━━━━━ Source records ━━━━━

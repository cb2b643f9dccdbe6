/// Market table injected into the handler layer.
///
/// Holds the ticker pair allow-list, the display⇄native quote-currency
/// suffix pair, and the interval → upstream chart-timeframe table. Built
/// once at startup; tests substitute alternates through `AppState`.
#[derive(Debug, Clone)]
pub struct MarketConfig {
    /// Quote-currency suffix shown to the frontend, e.g. `USDT`.
    display_quote: String,
    /// Quote-currency suffix used in upstream pair keys, e.g. `idr`.
    native_quote: String,
    /// Pair keys the ticker endpoint is permitted to return, in output order.
    ticker_pairs: Vec<String>,
    /// Supported interval codes and their upstream chart timeframes.
    intervals: Vec<(String, String)>,
}

impl MarketConfig {
    /// The Indodax production table: IDR pairs displayed with a USDT suffix,
    /// chart timeframes in minutes.
    pub fn indodax() -> Self {
        let ticker_pairs = [
            "btcidr", "ethidr", "bnbidr", "solanaidr", "xpridr", "dogeidr",
            "trxidr", "ltcidr", "adaidr", "dotidr", "maticidr", "avaxidr",
        ]
        .iter()
        .map(|s| s.to_string())
        .collect();

        let intervals = [("15m", "15"), ("1h", "60"), ("4h", "240")]
            .iter()
            .map(|(k, v)| (k.to_string(), v.to_string()))
            .collect();

        Self {
            display_quote: "USDT".to_string(),
            native_quote: "idr".to_string(),
            ticker_pairs,
            intervals,
        }
    }

    pub fn ticker_pairs(&self) -> &[String] {
        &self.ticker_pairs
    }

    /// Display symbol for an upstream pair key: `btcidr` ⇒ `BTCUSDT`.
    ///
    /// Returns `None` when the key does not end with the native quote suffix
    /// or has an empty base.
    pub fn display_symbol(&self, pair_key: &str) -> Option<String> {
        let key = pair_key.trim().to_ascii_lowercase();
        let base = key.strip_suffix(&self.native_quote)?;
        if base.is_empty() {
            return None;
        }
        Some(format!("{}{}", base.to_ascii_uppercase(), self.display_quote))
    }

    /// Upstream pair key for a display symbol: `BTCUSDT` ⇒ `btcidr`.
    ///
    /// Inverse of [`display_symbol`](Self::display_symbol); case-insensitive
    /// on input. Returns `None` for symbols the suffix rule cannot translate.
    pub fn pair_key(&self, display: &str) -> Option<String> {
        let sym = display.trim().to_ascii_uppercase();
        let base = sym.strip_suffix(&self.display_quote)?;
        if base.is_empty() {
            return None;
        }
        Some(format!("{}{}", base.to_ascii_lowercase(), self.native_quote))
    }

    /// Upstream chart timeframe for an interval code, e.g. `1h` ⇒ `60`.
    pub fn chart_timeframe(&self, interval: &str) -> Option<&str> {
        let iv = interval.trim();
        self.intervals
            .iter()
            .find(|(k, _)| k == iv)
            .map(|(_, v)| v.as_str())
    }
}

━━━━━

• [Activity] All entries above are to be transcribed verbatim.

• [The completed task]
repository cb2b643f9dccdbe6
/// Market table injected into the handler layer.
///
/// Holds the ticker pair allow-list, the display⇄native quote-currency
/// suffix pair, and the interval → upstream chart-timeframe table. Built
/// once at startup; tests substitute alternates through `AppState`.
#[derive(Debug, Clone)]
pub struct MarketConfig {
    /// Quote-currency suffix shown to the frontend, e.g. `USDT`.
    display_quote: String,
    /// Quote-currency suffix used in upstream pair keys, e.g. `idr`.
    native_quote: String,
    /// Pair keys the ticker endpoint is permitted to return, in output order.
    ticker_pairs: Vec<String>,
    /// Supported interval codes and their upstream chart timeframes.
    intervals: Vec<(String, String)>,
}

impl MarketConfig {
    /// The Indodax production table: IDR pairs displayed with a USDT suffix,
    /// chart timeframes in minutes.
    pub fn indodax() -> Self {
        let ticker_pairs = [
            "btcidr", "ethidr", "bnbidr", "solanaidr", "xpridr", "dogeidr",
            "trxidr", "ltcidr", "adaidr", "dotidr", "maticidr", "avaxidr",
        ]
        .iter()
        .map(|s| s.to_string())
        .collect();

        let intervals = [("15m", "15"), ("1h", "60"), ("4h", "240")]
            .iter()
            .map(|(k, v)| (k.to_string(), v.to_string()))
            .collect();

        Self {
            display_quote: "USDT".to_string(),
            native_quote: "idr".to_string(),
            ticker_pairs,
            intervals,
        }
    }

    pub fn ticker_pairs(&self) -> &[String] {
        &self.ticker_pairs
    }

    /// Display symbol for an upstream pair key: `btcidr` ⇒ `BTCUSDT`.
    ///
    /// Returns `None` when the key does not end with the native quote suffix
    /// or has an empty base.
    pub fn display_symbol(&self, pair_key: &str) -> Option<String> {
        let key = pair_key.trim().to_ascii_lowercase();
        let base = key.strip_suffix(&self.native_quote)?;
        if base.is_empty() {
            return None;
        }
        Some(format!("{}{}", base.to_ascii_uppercase(), self.display_quote))
    }

    /// Upstream pair key for a display symbol: `BTCUSDT` ⇒ `btcidr`.
    ///
    /// Inverse of [`display_symbol`](Self::display_symbol); case-insensitive
    /// on input. Returns `None` for symbols the suffix rule cannot translate.
    pub fn pair_key(&self, display: &str) -> Option<String> {
        let sym = display.trim().to_ascii_uppercase();
        let base = sym.strip_suffix(&self.display_quote)?;
        if base.is_empty() {
            return None;
        }
        Some(format!("{}{}", base.to_ascii_lowercase(), self.native_quote))
    }

    /// Upstream chart timeframe for an interval code, e.g. `1h` ⇒ `60`.
    pub fn chart_timeframe(&self, interval: &str) -> Option<&str> {
        let iv = interval.trim();
        self.intervals
            .iter()
            .find(|(k, _)| k == iv)
            .map(|(_, v)| v.as_str())
    }
}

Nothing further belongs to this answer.